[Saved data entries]
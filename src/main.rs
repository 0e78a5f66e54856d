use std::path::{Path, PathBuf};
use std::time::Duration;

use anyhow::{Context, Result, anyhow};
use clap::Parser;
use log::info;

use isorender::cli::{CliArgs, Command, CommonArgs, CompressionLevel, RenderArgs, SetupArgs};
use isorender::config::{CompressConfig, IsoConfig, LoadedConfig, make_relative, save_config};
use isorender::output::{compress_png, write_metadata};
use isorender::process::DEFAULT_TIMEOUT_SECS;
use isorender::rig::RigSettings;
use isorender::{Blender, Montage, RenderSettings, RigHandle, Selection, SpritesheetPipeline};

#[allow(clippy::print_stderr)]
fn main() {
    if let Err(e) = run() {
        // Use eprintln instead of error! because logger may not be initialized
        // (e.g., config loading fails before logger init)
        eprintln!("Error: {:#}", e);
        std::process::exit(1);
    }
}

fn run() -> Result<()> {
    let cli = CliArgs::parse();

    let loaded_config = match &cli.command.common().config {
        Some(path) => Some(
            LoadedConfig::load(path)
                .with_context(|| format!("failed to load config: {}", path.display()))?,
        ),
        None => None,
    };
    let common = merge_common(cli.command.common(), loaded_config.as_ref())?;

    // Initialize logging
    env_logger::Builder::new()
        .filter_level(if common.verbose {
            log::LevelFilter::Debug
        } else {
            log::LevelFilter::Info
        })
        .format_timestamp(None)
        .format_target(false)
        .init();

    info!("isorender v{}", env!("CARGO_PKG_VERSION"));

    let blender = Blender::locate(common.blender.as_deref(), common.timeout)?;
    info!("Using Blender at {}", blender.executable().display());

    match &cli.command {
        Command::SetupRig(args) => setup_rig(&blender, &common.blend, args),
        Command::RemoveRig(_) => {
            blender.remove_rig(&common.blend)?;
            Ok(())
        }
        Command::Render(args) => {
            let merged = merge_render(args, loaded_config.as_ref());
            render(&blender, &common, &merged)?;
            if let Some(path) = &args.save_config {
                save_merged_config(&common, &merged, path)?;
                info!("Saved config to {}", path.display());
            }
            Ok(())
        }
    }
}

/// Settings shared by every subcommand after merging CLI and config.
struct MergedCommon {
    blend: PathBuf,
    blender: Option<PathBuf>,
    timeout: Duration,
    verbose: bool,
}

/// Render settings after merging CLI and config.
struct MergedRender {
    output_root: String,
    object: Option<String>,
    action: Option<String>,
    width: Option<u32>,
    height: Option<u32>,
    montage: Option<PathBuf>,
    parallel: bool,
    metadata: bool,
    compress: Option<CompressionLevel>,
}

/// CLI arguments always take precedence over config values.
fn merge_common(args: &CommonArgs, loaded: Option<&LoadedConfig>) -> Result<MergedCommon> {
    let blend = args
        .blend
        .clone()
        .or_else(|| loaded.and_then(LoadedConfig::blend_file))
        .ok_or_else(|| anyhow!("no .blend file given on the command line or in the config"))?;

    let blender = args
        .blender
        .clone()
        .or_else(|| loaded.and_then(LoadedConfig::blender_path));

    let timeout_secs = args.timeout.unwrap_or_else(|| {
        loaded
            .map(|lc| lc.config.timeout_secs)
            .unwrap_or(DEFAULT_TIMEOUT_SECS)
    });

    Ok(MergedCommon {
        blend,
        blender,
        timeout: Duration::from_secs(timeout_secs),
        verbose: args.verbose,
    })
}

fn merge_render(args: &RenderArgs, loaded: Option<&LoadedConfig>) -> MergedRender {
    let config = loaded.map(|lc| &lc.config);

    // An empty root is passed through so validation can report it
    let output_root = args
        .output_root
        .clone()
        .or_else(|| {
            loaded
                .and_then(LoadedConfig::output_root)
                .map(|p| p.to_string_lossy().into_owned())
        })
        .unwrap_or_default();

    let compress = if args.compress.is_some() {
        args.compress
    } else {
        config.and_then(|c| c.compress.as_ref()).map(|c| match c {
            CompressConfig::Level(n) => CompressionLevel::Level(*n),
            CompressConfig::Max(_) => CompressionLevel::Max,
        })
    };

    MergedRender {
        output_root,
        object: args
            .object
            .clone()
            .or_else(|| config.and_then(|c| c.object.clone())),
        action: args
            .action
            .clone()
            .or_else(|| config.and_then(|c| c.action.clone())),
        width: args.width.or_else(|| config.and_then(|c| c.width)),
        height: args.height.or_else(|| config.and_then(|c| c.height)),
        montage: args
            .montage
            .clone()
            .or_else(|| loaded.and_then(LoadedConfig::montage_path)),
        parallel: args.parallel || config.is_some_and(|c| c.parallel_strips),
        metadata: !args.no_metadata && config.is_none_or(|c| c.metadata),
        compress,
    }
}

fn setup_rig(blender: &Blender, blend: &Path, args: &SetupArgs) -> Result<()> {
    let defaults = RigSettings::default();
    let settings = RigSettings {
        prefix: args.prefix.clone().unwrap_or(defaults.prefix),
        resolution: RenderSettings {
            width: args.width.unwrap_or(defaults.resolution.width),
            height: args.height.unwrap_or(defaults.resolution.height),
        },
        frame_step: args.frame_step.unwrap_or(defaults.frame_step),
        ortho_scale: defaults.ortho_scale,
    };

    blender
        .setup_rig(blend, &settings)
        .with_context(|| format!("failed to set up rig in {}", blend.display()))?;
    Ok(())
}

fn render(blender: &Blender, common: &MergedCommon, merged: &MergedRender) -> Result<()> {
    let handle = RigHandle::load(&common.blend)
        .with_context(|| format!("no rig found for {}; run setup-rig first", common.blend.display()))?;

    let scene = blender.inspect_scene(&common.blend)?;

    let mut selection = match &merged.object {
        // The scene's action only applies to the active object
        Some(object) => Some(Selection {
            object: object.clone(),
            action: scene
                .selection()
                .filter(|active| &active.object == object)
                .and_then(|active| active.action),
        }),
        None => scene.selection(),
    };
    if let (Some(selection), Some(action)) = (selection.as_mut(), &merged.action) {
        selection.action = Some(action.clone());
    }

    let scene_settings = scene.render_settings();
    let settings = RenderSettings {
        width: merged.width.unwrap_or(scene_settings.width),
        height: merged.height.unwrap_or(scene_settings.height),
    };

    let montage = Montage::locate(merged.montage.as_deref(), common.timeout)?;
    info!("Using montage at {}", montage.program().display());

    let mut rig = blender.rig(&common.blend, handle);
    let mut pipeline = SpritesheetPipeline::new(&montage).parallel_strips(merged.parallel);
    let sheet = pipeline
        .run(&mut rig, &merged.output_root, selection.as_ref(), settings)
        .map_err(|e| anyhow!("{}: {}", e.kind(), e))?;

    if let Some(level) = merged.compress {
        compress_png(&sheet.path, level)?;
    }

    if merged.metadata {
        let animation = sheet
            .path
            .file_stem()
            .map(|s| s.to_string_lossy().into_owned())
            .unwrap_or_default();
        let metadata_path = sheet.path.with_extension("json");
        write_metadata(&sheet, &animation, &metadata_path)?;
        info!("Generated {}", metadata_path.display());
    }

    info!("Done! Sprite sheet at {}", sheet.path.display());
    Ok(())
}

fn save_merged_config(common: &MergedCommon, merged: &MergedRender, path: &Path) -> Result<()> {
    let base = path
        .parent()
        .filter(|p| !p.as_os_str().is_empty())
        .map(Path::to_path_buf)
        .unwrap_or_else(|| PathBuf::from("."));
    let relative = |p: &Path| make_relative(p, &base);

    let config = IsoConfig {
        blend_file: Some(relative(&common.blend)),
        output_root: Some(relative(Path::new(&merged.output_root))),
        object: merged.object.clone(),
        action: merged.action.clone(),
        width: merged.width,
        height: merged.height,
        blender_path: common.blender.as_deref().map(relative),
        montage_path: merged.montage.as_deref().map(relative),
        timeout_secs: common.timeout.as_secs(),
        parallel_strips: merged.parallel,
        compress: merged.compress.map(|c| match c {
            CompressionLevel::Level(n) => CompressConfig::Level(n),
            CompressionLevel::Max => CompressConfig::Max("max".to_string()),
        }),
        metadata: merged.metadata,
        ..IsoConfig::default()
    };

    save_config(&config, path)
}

...

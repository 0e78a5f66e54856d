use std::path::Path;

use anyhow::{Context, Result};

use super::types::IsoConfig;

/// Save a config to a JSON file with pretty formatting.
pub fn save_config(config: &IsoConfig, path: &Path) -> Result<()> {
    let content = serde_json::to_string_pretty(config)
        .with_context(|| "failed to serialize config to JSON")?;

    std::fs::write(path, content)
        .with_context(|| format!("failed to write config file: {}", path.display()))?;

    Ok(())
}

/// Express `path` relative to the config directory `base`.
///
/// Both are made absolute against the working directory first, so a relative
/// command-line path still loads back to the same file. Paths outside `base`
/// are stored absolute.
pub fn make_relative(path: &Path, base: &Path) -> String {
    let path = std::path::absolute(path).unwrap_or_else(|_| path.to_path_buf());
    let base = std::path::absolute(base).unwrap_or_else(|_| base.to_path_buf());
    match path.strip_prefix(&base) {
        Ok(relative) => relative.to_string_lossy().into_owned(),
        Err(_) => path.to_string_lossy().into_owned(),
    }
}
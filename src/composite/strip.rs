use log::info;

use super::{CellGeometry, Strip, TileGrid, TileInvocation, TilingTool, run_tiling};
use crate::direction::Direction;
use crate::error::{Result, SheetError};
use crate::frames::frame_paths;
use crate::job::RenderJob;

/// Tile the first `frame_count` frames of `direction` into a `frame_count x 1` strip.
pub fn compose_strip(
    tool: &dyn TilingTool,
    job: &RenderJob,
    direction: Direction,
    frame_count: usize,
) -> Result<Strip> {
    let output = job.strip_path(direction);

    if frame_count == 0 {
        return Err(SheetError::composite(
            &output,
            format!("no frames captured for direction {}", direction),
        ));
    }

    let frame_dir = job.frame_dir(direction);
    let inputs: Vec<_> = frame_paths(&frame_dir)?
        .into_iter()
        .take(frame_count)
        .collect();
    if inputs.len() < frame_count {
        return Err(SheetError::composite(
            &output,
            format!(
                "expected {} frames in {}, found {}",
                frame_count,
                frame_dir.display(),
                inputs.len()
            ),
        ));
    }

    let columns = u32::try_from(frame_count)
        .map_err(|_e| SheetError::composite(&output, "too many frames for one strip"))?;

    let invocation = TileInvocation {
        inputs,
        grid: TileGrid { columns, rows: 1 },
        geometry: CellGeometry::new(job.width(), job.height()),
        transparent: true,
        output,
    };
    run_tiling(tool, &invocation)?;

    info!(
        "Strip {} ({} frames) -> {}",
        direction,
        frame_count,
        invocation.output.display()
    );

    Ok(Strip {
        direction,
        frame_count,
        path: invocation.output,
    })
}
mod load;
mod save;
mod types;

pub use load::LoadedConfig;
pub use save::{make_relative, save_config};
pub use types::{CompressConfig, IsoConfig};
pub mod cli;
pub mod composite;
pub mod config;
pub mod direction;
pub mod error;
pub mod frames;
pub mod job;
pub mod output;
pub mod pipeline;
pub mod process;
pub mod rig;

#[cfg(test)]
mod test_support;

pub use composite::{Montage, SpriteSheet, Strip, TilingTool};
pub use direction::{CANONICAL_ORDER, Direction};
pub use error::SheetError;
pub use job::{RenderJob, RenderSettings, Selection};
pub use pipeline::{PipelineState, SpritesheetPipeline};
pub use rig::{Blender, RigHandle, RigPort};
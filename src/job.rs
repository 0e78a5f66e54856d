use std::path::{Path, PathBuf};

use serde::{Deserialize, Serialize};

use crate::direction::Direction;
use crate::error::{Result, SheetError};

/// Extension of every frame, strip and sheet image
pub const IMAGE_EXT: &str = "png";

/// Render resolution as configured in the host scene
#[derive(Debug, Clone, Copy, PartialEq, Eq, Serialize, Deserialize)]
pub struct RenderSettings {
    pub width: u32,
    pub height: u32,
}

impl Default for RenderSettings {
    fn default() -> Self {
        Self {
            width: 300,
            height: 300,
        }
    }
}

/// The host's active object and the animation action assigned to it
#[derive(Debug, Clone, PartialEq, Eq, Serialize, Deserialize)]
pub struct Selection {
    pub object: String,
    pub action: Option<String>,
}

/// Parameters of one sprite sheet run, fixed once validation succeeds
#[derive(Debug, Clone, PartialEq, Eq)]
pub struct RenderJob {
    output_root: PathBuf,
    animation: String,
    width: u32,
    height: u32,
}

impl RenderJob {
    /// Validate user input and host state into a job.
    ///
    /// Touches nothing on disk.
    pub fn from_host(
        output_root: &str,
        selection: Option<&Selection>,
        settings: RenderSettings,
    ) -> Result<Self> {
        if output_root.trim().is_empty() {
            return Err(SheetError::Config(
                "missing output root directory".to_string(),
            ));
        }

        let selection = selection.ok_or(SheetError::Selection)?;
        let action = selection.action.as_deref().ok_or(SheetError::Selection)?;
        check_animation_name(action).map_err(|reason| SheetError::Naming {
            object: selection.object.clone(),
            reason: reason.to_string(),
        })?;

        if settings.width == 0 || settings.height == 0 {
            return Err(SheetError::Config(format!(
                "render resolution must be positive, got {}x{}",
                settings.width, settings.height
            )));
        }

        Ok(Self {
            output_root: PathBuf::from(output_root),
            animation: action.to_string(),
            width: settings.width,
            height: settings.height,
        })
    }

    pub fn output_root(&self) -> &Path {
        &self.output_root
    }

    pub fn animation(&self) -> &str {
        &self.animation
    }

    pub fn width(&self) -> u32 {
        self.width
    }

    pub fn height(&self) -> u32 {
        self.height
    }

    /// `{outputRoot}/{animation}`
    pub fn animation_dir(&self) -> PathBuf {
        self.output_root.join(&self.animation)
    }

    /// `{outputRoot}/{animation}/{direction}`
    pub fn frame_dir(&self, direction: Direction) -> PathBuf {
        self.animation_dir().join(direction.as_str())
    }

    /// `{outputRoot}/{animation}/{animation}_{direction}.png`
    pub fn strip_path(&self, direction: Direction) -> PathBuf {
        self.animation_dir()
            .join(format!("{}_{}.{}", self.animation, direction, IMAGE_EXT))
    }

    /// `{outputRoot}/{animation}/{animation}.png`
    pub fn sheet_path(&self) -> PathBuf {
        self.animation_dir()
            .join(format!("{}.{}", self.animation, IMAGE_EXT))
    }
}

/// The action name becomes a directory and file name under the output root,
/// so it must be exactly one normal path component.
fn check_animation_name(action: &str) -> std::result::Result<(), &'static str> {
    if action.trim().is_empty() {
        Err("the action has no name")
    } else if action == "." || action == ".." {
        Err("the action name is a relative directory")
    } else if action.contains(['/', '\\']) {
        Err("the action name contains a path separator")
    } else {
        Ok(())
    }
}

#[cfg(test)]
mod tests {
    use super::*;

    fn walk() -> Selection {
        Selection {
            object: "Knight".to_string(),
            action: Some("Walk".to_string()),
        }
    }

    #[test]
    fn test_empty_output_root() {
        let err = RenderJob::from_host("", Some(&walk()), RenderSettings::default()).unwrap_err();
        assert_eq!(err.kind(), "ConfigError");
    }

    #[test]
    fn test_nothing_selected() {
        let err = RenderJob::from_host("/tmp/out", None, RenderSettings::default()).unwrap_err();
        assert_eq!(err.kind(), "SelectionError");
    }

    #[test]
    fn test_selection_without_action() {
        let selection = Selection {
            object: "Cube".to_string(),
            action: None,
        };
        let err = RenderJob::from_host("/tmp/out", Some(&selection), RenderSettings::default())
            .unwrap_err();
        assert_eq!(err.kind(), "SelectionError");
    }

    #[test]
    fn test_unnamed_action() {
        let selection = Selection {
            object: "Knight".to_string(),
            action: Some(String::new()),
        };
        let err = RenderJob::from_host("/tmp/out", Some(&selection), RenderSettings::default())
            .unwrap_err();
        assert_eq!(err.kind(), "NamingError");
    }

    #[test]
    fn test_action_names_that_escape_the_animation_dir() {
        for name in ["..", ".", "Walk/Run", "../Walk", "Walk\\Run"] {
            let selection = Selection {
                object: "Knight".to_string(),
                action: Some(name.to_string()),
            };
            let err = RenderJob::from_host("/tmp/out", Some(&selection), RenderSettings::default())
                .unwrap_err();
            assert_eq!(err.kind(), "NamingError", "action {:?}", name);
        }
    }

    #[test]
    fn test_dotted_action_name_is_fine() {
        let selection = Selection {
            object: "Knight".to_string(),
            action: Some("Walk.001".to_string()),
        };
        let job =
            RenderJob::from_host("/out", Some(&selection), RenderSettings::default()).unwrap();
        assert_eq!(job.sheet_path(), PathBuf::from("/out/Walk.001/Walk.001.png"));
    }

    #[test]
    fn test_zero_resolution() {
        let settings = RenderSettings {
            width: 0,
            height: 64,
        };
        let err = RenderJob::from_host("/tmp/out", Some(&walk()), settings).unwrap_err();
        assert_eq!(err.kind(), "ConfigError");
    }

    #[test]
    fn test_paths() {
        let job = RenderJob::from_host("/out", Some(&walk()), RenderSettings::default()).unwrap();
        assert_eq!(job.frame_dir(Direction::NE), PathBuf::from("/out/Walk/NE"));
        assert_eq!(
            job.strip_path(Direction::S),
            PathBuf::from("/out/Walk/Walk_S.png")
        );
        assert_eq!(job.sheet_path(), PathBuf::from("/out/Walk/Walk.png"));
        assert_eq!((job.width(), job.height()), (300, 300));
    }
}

▸ WHAT TO DO:
Above are the records; from them, give again exactly the lines from the one containing "filename src/main.rs" through the one containing "LoadedConfig::load(path)", both included.

▸ WRITTEN ANSWER:
filename src/main.rs
repository 0e78a5f66e54856d
use std::path::{Path, PathBuf};
use std::time::Duration;

use anyhow::{Context, Result, anyhow};
use clap::Parser;
use log::info;

use isorender::cli::{CliArgs, Command, CommonArgs, CompressionLevel, RenderArgs, SetupArgs};
use isorender::config::{CompressConfig, IsoConfig, LoadedConfig, make_relative, save_config};
use isorender::output::{compress_png, write_metadata};
use isorender::process::DEFAULT_TIMEOUT_SECS;
use isorender::rig::RigSettings;
use isorender::{Blender, Montage, RenderSettings, RigHandle, Selection, SpritesheetPipeline};

#[allow(clippy::print_stderr)]
fn main() {
    if let Err(e) = run() {
        // Use eprintln instead of error! because logger may not be initialized
        // (e.g., config loading fails before logger init)
        eprintln!("Error: {:#}", e);
        std::process::exit(1);
    }
}

fn run() -> Result<()> {
    let cli = CliArgs::parse();

    let loaded_config = match &cli.command.common().config {
        Some(path) => Some(
            LoadedConfig::load(path)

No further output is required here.